▸ Exercise brief
Start at the line in the entries below that contains "Appointment table loading", stop at the line that contains "use parquet::arrow::ProjectionMask;", and output exactly the lines in that span, both ends included.

Entries taken from a collection:
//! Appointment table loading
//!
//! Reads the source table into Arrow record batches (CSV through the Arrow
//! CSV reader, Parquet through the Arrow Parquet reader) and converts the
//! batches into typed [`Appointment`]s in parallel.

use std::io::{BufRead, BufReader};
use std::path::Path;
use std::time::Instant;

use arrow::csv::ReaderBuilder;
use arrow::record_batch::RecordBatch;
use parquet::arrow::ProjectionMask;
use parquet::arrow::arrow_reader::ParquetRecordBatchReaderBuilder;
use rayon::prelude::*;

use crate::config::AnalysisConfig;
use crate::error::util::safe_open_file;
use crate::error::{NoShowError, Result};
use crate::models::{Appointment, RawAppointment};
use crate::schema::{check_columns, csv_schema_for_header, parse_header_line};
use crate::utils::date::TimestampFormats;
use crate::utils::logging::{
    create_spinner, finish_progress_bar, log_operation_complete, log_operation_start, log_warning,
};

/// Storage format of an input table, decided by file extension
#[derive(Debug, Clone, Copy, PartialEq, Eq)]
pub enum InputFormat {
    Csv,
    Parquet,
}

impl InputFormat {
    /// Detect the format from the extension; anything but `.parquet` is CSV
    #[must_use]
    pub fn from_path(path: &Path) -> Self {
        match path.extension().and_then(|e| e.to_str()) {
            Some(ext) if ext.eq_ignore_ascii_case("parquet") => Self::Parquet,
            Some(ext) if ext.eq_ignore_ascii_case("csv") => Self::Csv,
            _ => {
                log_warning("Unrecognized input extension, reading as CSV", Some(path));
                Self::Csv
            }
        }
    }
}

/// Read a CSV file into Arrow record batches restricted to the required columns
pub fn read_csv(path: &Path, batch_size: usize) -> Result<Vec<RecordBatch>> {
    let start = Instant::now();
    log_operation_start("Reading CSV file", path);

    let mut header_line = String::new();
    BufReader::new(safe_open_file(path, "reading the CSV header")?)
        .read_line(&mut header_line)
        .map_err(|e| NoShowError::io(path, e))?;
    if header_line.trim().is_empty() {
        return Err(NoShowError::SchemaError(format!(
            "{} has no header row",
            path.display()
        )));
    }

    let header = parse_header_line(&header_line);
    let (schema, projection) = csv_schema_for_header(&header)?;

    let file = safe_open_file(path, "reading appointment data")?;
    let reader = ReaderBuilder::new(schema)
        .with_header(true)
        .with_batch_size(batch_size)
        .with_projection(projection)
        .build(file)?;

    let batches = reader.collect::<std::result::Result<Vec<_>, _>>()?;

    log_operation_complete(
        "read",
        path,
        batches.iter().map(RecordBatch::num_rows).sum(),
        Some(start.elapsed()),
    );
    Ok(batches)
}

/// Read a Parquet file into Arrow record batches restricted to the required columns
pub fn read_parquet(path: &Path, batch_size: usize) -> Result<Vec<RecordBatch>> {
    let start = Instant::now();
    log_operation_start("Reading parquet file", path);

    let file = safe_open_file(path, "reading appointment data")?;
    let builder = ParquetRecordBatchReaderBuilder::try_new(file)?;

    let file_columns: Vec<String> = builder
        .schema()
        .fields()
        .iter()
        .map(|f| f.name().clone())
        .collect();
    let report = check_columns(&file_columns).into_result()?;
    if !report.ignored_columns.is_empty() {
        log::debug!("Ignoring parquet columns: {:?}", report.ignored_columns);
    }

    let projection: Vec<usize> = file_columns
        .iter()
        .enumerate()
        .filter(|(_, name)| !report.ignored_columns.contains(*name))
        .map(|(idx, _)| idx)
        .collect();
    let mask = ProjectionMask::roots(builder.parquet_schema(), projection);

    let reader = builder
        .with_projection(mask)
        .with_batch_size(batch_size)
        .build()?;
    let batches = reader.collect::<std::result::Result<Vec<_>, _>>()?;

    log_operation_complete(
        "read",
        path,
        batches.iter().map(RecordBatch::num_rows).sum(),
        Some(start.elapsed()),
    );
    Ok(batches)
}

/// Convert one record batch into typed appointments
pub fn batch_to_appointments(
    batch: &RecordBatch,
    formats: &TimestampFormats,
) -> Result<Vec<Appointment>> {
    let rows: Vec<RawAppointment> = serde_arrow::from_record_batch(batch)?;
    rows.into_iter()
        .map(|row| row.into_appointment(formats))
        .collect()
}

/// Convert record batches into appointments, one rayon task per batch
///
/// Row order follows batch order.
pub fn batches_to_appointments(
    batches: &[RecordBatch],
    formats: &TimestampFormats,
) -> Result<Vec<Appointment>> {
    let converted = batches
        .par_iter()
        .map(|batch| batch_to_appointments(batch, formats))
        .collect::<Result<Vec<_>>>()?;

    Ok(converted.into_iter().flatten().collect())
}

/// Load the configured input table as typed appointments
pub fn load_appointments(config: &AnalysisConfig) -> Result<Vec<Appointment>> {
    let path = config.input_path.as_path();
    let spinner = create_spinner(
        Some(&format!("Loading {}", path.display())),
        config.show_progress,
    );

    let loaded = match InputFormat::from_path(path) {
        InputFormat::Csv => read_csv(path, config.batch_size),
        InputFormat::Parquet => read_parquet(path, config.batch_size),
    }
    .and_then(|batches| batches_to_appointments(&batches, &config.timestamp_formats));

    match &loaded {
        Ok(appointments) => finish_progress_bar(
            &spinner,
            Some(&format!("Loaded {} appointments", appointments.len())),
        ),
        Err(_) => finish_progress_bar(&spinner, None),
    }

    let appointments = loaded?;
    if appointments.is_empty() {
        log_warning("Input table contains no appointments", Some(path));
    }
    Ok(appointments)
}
--
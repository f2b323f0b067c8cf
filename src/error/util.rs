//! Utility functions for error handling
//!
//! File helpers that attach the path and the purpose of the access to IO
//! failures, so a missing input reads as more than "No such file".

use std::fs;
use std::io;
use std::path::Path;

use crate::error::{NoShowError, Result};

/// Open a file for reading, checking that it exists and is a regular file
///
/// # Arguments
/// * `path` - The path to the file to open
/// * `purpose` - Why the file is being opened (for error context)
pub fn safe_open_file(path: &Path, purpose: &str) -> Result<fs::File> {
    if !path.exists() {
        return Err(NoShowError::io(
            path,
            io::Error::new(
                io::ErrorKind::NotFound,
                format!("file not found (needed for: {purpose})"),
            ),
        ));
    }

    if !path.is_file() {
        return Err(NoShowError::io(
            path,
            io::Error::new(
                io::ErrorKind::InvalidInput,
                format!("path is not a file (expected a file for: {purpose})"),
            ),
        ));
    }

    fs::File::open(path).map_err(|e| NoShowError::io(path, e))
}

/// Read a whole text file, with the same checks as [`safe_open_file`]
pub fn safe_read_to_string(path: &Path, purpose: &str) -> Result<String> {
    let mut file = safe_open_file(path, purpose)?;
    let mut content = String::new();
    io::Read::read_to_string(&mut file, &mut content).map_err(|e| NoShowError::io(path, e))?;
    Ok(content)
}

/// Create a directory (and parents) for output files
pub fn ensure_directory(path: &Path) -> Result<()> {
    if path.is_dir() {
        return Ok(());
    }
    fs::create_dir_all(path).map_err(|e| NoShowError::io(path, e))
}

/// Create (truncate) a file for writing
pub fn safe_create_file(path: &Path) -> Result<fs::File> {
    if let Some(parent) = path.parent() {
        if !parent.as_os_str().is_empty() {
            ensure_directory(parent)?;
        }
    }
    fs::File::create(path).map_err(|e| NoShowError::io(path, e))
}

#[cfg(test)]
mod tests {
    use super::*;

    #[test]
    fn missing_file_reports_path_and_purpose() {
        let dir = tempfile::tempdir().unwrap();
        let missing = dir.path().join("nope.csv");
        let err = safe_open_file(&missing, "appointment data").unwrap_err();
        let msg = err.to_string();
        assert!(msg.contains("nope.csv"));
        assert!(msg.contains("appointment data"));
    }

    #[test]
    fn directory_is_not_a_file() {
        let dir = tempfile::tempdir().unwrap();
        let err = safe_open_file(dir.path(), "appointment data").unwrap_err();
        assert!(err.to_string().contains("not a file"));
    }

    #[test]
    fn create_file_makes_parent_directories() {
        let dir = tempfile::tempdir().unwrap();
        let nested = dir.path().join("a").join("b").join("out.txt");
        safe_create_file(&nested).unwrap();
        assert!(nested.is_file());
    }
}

▸ Task output
//! Appointment table loading
//!
//! Reads the source table into Arrow record batches (CSV through the Arrow
//! CSV reader, Parquet through the Arrow Parquet reader) and converts the
//! batches into typed [`Appointment`]s in parallel.

use std::io::{BufRead, BufReader};
use std::path::Path;
use std::time::Instant;

use arrow::csv::ReaderBuilder;
use arrow::record_batch::RecordBatch;
use parquet::arrow::ProjectionMask;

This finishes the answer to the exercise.